Per riuscire nel loro intento, i produttori di latte devono restare uniti: i loro principali partner commerciali sono veri e propri giganti, come Emmi, Cremo, Nutritec e Elsa. Uniti riusciranno a trattare meglio anche con gli attori dell’industria casearia, secondo cui la politica conservatrice dei produttori di latte è all’origine della crisi nel settore.

Per cercare di portare un po’ di calma, la consigliera federale Doris Leuthard ha incontrato alcuni esponenti del settore lattiero; attende in particolare dall’Interprofessione del latte svizzero – l’organizzazione mantello della produzione lattiera – proposte al riguardo al più tardi entro metà ottobre. Intanto la Confederazione, consapevole della gravità della situazione, ha fornito il suo contributo alla soluzione del problema, stanziando un credito aggiuntivo di 14 milioni di franchi.

Secondo Albert Rösti, presidente della Federazione dei produttori svizzeri di latte (PSL), per uscire da questa crisi occorre puntare sul dialogo; l’Interprofessione del latte svizzero deve inoltre essere l’espressione di tutti i produttori, o della maggioranza.

“Soluzioni radicali come le proteste o lo sciopero – sottolinea Rösti – non servono a portare i necessari correttivi.

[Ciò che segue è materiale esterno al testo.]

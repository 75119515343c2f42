use async_trait::async_trait;
use futures::StreamExt;
use redis::aio::ConnectionManager;
use redis::{AsyncCommands, Client as RedisClient};
use tokio::sync::{mpsc, OnceCell};
use tokio::time::{timeout, Duration};
use tracing::{debug, error, info, warn};

use pushshare_core::models::{Envelope, ProcessId};

use super::{BusReceiver, LocalBus};
use crate::error::{Error, Result};

/// Timeout for Redis operations in seconds
const REDIS_TIMEOUT_SECS: u64 = 5;

/// Initial backoff delay for subscriber reconnection
const INITIAL_BACKOFF_SECS: u64 = 1;

/// Maximum backoff delay for subscriber reconnection
const MAX_BACKOFF_SECS: u64 = 30;

/// Bus carried over a single Redis pub/sub channel
///
/// Every envelope is published as JSON on `channel`; subscribers parse and
/// drop their own. Redis pub/sub preserves per-publisher order, which is all
/// the membership protocol relies on.
pub struct RedisBus {
    client: RedisClient,
    channel: String,
    publisher: OnceCell<ConnectionManager>,
}

impl RedisBus {
    /// Create a bus for `channel` on the Redis server at `redis_url`
    ///
    /// No connection is made until the first publish or subscribe.
    pub fn new(redis_url: &str, channel: impl Into<String>) -> Result<Self> {
        let client = RedisClient::open(redis_url)?;
        Ok(Self {
            client,
            channel: channel.into(),
            publisher: OnceCell::new(),
        })
    }

    #[must_use]
    pub fn channel(&self) -> &str {
        &self.channel
    }

    async fn publisher(&self) -> Result<ConnectionManager> {
        let manager = self
            .publisher
            .get_or_try_init(|| async {
                match timeout(
                    Duration::from_secs(REDIS_TIMEOUT_SECS),
                    self.client.get_connection_manager(),
                )
                .await
                {
                    Ok(result) => result.map_err(Error::from),
                    Err(_) => Err(Error::Timeout("connecting Redis bus publisher".to_string())),
                }
            })
            .await?;
        Ok(manager.clone())
    }
}

#[async_trait]
impl LocalBus for RedisBus {
    async fn publish(&self, envelope: Envelope) -> Result<()> {
        let payload = serde_json::to_string(&envelope)?;
        let mut conn = self.publisher().await?;

        let receivers: i64 = match timeout(
            Duration::from_secs(REDIS_TIMEOUT_SECS),
            conn.publish(&self.channel, payload),
        )
        .await
        {
            Ok(result) => result?,
            Err(_) => return Err(Error::Timeout("publishing to Redis bus".to_string())),
        };

        debug!(
            channel = %self.channel,
            message_type = envelope.message.message_type(),
            receivers = receivers,
            "Envelope published to Redis bus"
        );
        Ok(())
    }

    async fn subscribe(&self, me: ProcessId) -> Result<BusReceiver> {
        let (tx, rx) = mpsc::unbounded_channel();
        let client = self.client.clone();
        let channel = self.channel.clone();

        tokio::spawn(async move {
            let mut backoff_secs = INITIAL_BACKOFF_SECS;

            loop {
                match run_subscriber(&client, &channel, me, &tx).await {
                    SubscriberExit::ReceiverDropped => {
                        debug!(process_id = %me, "Redis bus subscriber dropped");
                        return;
                    }
                    SubscriberExit::Disconnected => {
                        error!(
                            channel = %channel,
                            "Redis bus subscription ended (connection lost), reconnecting after {}s",
                            INITIAL_BACKOFF_SECS
                        );
                        backoff_secs = INITIAL_BACKOFF_SECS;
                    }
                    SubscriberExit::ConnectFailed(e) => {
                        error!(
                            error = %e,
                            backoff_secs = backoff_secs,
                            "Redis bus subscriber failed to connect, retrying after backoff"
                        );
                    }
                }

                tokio::select! {
                    () = tx.closed() => return,
                    () = tokio::time::sleep(Duration::from_secs(backoff_secs)) => {}
                }
                backoff_secs = (backoff_secs * 2).min(MAX_BACKOFF_SECS);
            }
        });

        Ok(rx)
    }
}

enum SubscriberExit {
    /// The local receiver went away; stop for good
    ReceiverDropped,
    /// Connection was healthy and then dropped
    Disconnected,
    /// Could not connect or subscribe
    ConnectFailed(Error),
}

async fn run_subscriber(
    client: &RedisClient,
    channel: &str,
    me: ProcessId,
    tx: &mpsc::UnboundedSender<Envelope>,
) -> SubscriberExit {
    let mut pubsub = match timeout(Duration::from_secs(REDIS_TIMEOUT_SECS), client.get_async_pubsub()).await {
        Ok(Ok(ps)) => ps,
        Ok(Err(e)) => return SubscriberExit::ConnectFailed(e.into()),
        Err(_) => {
            return SubscriberExit::ConnectFailed(Error::Timeout(
                "getting Redis pub/sub connection".to_string(),
            ))
        }
    };

    match timeout(Duration::from_secs(REDIS_TIMEOUT_SECS), pubsub.subscribe(channel)).await {
        Ok(Ok(())) => {}
        Ok(Err(e)) => return SubscriberExit::ConnectFailed(e.into()),
        Err(_) => {
            return SubscriberExit::ConnectFailed(Error::Timeout(format!("subscribing to {channel}")))
        }
    }

    info!(channel = %channel, process_id = %me, "Redis bus subscriber connected");

    let mut stream = pubsub.on_message();
    loop {
        let msg = tokio::select! {
            () = tx.closed() => return SubscriberExit::ReceiverDropped,
            msg = stream.next() => msg,
        };
        let Some(msg) = msg else {
            return SubscriberExit::Disconnected;
        };

        let payload: String = match msg.get_payload() {
            Ok(p) => p,
            Err(e) => {
                warn!(error = %e, channel = %channel, "Invalid payload on Redis bus");
                continue;
            }
        };

        match serde_json::from_str::<Envelope>(&payload) {
            Ok(envelope) => {
                if envelope.from == me {
                    continue;
                }
                if tx.send(envelope).is_err() {
                    return SubscriberExit::ReceiverDropped;
                }
            }
            Err(e) => {
                warn!(
                    error = %e,
                    channel = %channel,
                    payload = %payload,
                    "Failed to deserialize bus envelope"
                );
            }
        }
    }
}

#[cfg(test)]
mod tests {
    use super::*;

    #[test]
    fn test_new_accepts_valid_url_without_connecting() {
        let bus = RedisBus::new("redis://127.0.0.1:6379", "pushshare:test").unwrap();
        assert_eq!(bus.channel(), "pushshare:test");
    }

    #[test]
    fn test_new_rejects_invalid_url() {
        assert!(matches!(RedisBus::new("not a url", "c"), Err(Error::Redis(_))));
    }
}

La Svizzera, che continua ad avere una propria politica agricola e un proprio regolamento del mercato lattiero, deve trovare soluzioni adeguate alla propria realtà”.

Andrea Ornelas, swissinfo.ch
(traduzione e adattamento dallo spagnolo Françoise Gehring)

Il mercato del latte è sotto forte pressione da alcuni mesi, in particolare dalla fine del regime di contingentamento lattiero il primo maggio scorso.

Dopo 32 anni durante i quali era il governo a decidere le quantità che ogni produttore doveva fornire, i contadini oggi possono inondare il mercato a loro piacimento e i grandi distributori hanno gioco facile per rendere la concorrenza più accanita. Di conseguenza i prezzi sono crollati.

Alla fine del 2007, gli allevatori svizzeri possedevano 1,57 milioni di bovini, di cui 710’000 vacche. Nel frattempo, però, la pressione sul prezzo del latte è aumentata.

Inoltre, dallo scorso mese di aprile, i produttori di latte non sono più sottoposti al regime del contingentamento lattiero, che per anni ha garantito loro un prezzo fisso.

È chiaro che i 27’000 produttori vogliono vendere il loro latte al miglior prezzo possibile. Pochi però sono disposti a ridurre la loro mandria.

Il 14 marzo 2008 il Consiglio federale ha conferito un mandato negoziale congiunto per un Accordo di libero scambio nel settore agroalimentare (ALSA) e un Accordo in ambito sanitario.

L’apertura dei mercati rappresenta una notevole sfida per l’agricoltura. Il libero scambio non riguarda soltanto le materie prime agricole (latte, bestiame da macello), bensì anche i livelli a monte e a valle della filiera, ossia i mezzi di produzione (sementi, macchinari) e i prodotti dell’industria di trasformazione (formaggio, yogurt).

Siccome gran parte dell’economia lattiera elvetica è esposta alla concorrenza estera, il prezzo medio del latte svizzero subisce i contraccolpi dell’evoluzione dei prezzi sul piano internazionale e soprattutto delle condizioni di smercio nell’UE.